Menurut pembuatnya diharapkan dengan diproduksinya SPR ini dapat memberikan efesiensi bagi TNI dalam hal pengeluaran budget dibanding produk impor, senjata ini tidak kalah hebat fungsinya disamping harganya lebih murah. Apabila mengingat senjata impor seperti Black Arrow M93 yang harganya cukup fantastis diatas Rp.1 miliar perpucuknya.Senjata buatan PT.Pindad ini ada dalam 3 versi:
1.SPR-1
Senjata ini memiliki peluru kaliber 7,62mm dengan jarak akurasi 900 meter , Kendati terilhami produk-produk senapan antimaterial yang sudah ada, namun menurut Dede, kehadiran SPR-2 cenderung desain sendiri dari PT Pindad. Walaupun pada sebagian sosok, masih mengambil desain dari Black Arrow M93 dan NTW-20 (Afrika Selatan).
2.SPR-2
SPR-2 pada jarak tembak efektif mampu menembus lapisan baja dengan ketebalan sampai 2 cm pada jarak 500 meter. Pengoperasian dengan sistem bolt action bukan berarti SPR-2 kalah modern, namun diharapkan memiliki kelebihan karena akurasi biasanya lebih jitu.
3.SPR-3
SPR3 mampu menembus baja setebal 3 cm dengan jarak 700-1000m, Jika menggunakan peluru 7,62mm NATO. Dan apabila menggunakan peluru Type AP (Armor Piercing) maka akan mampu menembus plat baja setebal 2mm pada jarak 500m.

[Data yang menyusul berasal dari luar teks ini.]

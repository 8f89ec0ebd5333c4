//! Append-only CSV store of summary records.
//!
//! The store is a plain file holding one header line and one line per
//! finalized image, in the format of [`cellsnake_export::table`]. Rows
//! are only ever appended; re-finalizing an image adds a second row.
//!
//! Every write is all-or-nothing for the new row. A missing store is
//! built in a temporary file next to its destination and moved into
//! place without clobbering, so a reader never sees a header without its
//! first row. An existing store is extended in append mode and truncated
//! back to its previous length if the write fails.

use std::fs::{File, OpenOptions};
use std::io::{self, Read, Seek, SeekFrom, Write};
use std::path::{Path, PathBuf};

use cellsnake_export::table;
use cellsnake_pipeline::{SummaryRecord, SummarySink};

/// Default store file name, relative to the working directory.
pub const DEFAULT_STORE_PATH: &str = "Output_Features.csv";

/// How a successful [`append`] changed the store.
#[derive(Debug, Clone, Copy, PartialEq, Eq)]
pub enum AppendOutcome {
    /// The store did not exist and was created with a header.
    Created,
    /// The row was added after the existing rows.
    Appended,
}

/// Errors that can occur when writing the store.
///
/// The store's previous content is intact whenever one of these is
/// returned.
#[derive(Debug, thiserror::Error)]
pub enum StoreError {
    /// The store is not writable, typically because another program
    /// holds it open.
    #[error("permission denied writing {}; close any program using it and retry", path.display())]
    PermissionDenied {
        path: PathBuf,
        #[source]
        source: io::Error,
    },

    /// Any other filesystem failure.
    #[error("failed to write {}: {source}", path.display())]
    Io {
        path: PathBuf,
        #[source]
        source: io::Error,
    },
}

impl StoreError {
    fn from_io(path: &Path, source: io::Error) -> Self {
        let path = path.to_path_buf();
        if is_permission_denied(&source) {
            Self::PermissionDenied { path, source }
        } else {
            Self::Io { path, source }
        }
    }

    /// The store the failed write was aimed at.
    #[must_use]
    pub fn path(&self) -> &Path {
        match self {
            Self::PermissionDenied { path, .. } | Self::Io { path, .. } => path,
        }
    }
}

/// Windows reports a file locked by another process as a sharing (32)
/// or lock (33) violation rather than as access denied.
fn is_permission_denied(err: &io::Error) -> bool {
    err.kind() == io::ErrorKind::PermissionDenied
        || (cfg!(windows) && matches!(err.raw_os_error(), Some(32 | 33)))
}

/// Append `record` to the store at `path`, creating it if needed.
///
/// # Errors
///
/// [`StoreError::PermissionDenied`] when the store or its directory is
/// not writable, [`StoreError::Io`] for any other failure. The store is
/// left as it was in both cases.
pub fn append(record: &SummaryRecord, path: &Path) -> Result<AppendOutcome, StoreError> {
    let row = table::to_row(record);
    let outcome = match append_row(path, &row) {
        Ok(true) => AppendOutcome::Created,
        Ok(false) => AppendOutcome::Appended,
        Err(err) if err.kind() == io::ErrorKind::NotFound => {
            if create_with_row(path, &row).map_err(|e| StoreError::from_io(path, e))? {
                AppendOutcome::Created
            } else {
                // Another writer created the store in between.
                if append_row(path, &row).map_err(|e| StoreError::from_io(path, e))? {
                    AppendOutcome::Created
                } else {
                    AppendOutcome::Appended
                }
            }
        }
        Err(err) => return Err(StoreError::from_io(path, err)),
    };
    log::info!(
        "{} row for {} to {}",
        match outcome {
            AppendOutcome::Created => "wrote first",
            AppendOutcome::Appended => "appended",
        },
        record.image_id,
        path.display()
    );
    Ok(outcome)
}

/// Write header and `row` to a fresh store at `path`.
///
/// Returns `false`, leaving nothing behind, when `path` already exists.
fn create_with_row(path: &Path, row: &str) -> io::Result<bool> {
    let dir = match path.parent() {
        Some(parent) if !parent.as_os_str().is_empty() => parent,
        _ => Path::new("."),
    };
    let mut tmp = tempfile::Builder::new()
        .prefix(".cellsnake-")
        .suffix(".csv.tmp")
        .tempfile_in(dir)?;
    tmp.write_all(table::header_row().as_bytes())?;
    tmp.write_all(row.as_bytes())?;
    tmp.as_file().sync_all()?;
    match tmp.persist_noclobber(path) {
        Ok(_) => Ok(true),
        Err(err) if err.error.kind() == io::ErrorKind::AlreadyExists => Ok(false),
        Err(err) => Err(err.error),
    }
}

/// Append `row` to the existing store at `path`.
///
/// An empty file gets the header first, and `true` is returned. A file
/// whose last line lacks its terminator gets one, so the row never
/// merges into the previous line.
fn append_row(path: &Path, row: &str) -> io::Result<bool> {
    let mut file = OpenOptions::new().read(true).append(true).open(path)?;
    let original_len = file.metadata()?.len();

    let with_header = original_len == 0;
    let mut buf = Vec::with_capacity(row.len() + 1);
    if with_header {
        buf.extend_from_slice(table::header_row().as_bytes());
    } else if !ends_with_newline(&mut file)? {
        buf.push(b'\n');
    }
    buf.extend_from_slice(row.as_bytes());

    write_or_rollback(&mut file, &buf, original_len, path)?;
    Ok(with_header)
}

/// What an append needs from the open store beyond [`Write`].
trait AppendTarget: Write {
    /// Flush written data to the device.
    fn sync(&mut self) -> io::Result<()>;

    /// Cut the store back to `len` bytes.
    fn truncate(&mut self, len: u64) -> io::Result<()>;
}

impl AppendTarget for File {
    fn sync(&mut self) -> io::Result<()> {
        self.sync_data()
    }

    fn truncate(&mut self, len: u64) -> io::Result<()> {
        self.set_len(len)
    }
}

/// Write and sync `buf`, or restore the store to `original_len` bytes.
fn write_or_rollback<T: AppendTarget>(
    target: &mut T,
    buf: &[u8],
    original_len: u64,
    path: &Path,
) -> io::Result<()> {
    let Err(err) = target.write_all(buf).and_then(|()| target.sync()) else {
        return Ok(());
    };
    if let Err(rollback) = target.truncate(original_len) {
        log::error!(
            "failed to restore {} to {original_len} bytes: {rollback}",
            path.display()
        );
    }
    Err(err)
}

fn ends_with_newline(file: &mut File) -> io::Result<bool> {
    file.seek(SeekFrom::End(-1))?;
    let mut last = [0_u8; 1];
    file.read_exact(&mut last)?;
    Ok(last[0] == b'\n')
}

/// A [`SummarySink`] backed by the CSV store at a fixed path.
#[derive(Debug, Clone)]
pub struct CsvStore {
    path: PathBuf,
    last_outcome: Option<AppendOutcome>,
}

impl CsvStore {
    #[must_use]
    pub fn new(path: impl Into<PathBuf>) -> Self {
        Self {
            path: path.into(),
            last_outcome: None,
        }
    }

    #[must_use]
    pub fn path(&self) -> &Path {
        &self.path
    }

    /// Outcome of the most recent successful append.
    #[must_use]
    pub const fn last_outcome(&self) -> Option<AppendOutcome> {
        self.last_outcome
    }
}

impl Default for CsvStore {
    fn default() -> Self {
        Self::new(DEFAULT_STORE_PATH)
    }
}

impl SummarySink for CsvStore {
    type Error = StoreError;

    fn append(&mut self, record: &SummaryRecord) -> Result<(), StoreError> {
        self.last_outcome = Some(append(record, &self.path)?);
        Ok(())
    }
}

Menurutnya jenis peluru senjata sniper SPR 2 ditakuti banyak negara. Peluru ini mampu menembus kendaraan lapis baja sekalipun.
“Pelurunya 12,7 mm anti material, jenis pelurunya paling ditakuti karena bisa menembus tank dan kendaraan lapis baja. Peluru ini dapat menembus baja lalu terbakar dan meledak di dalam,” terang dia.
Masih menurutnya, senapan sniper SPR 2 ini berawal dari sniper SPR 2 milik TNI yang tak berani diuji coba. Kemudian Pindad berusaha menguji dan akhirnya membuat sendiri.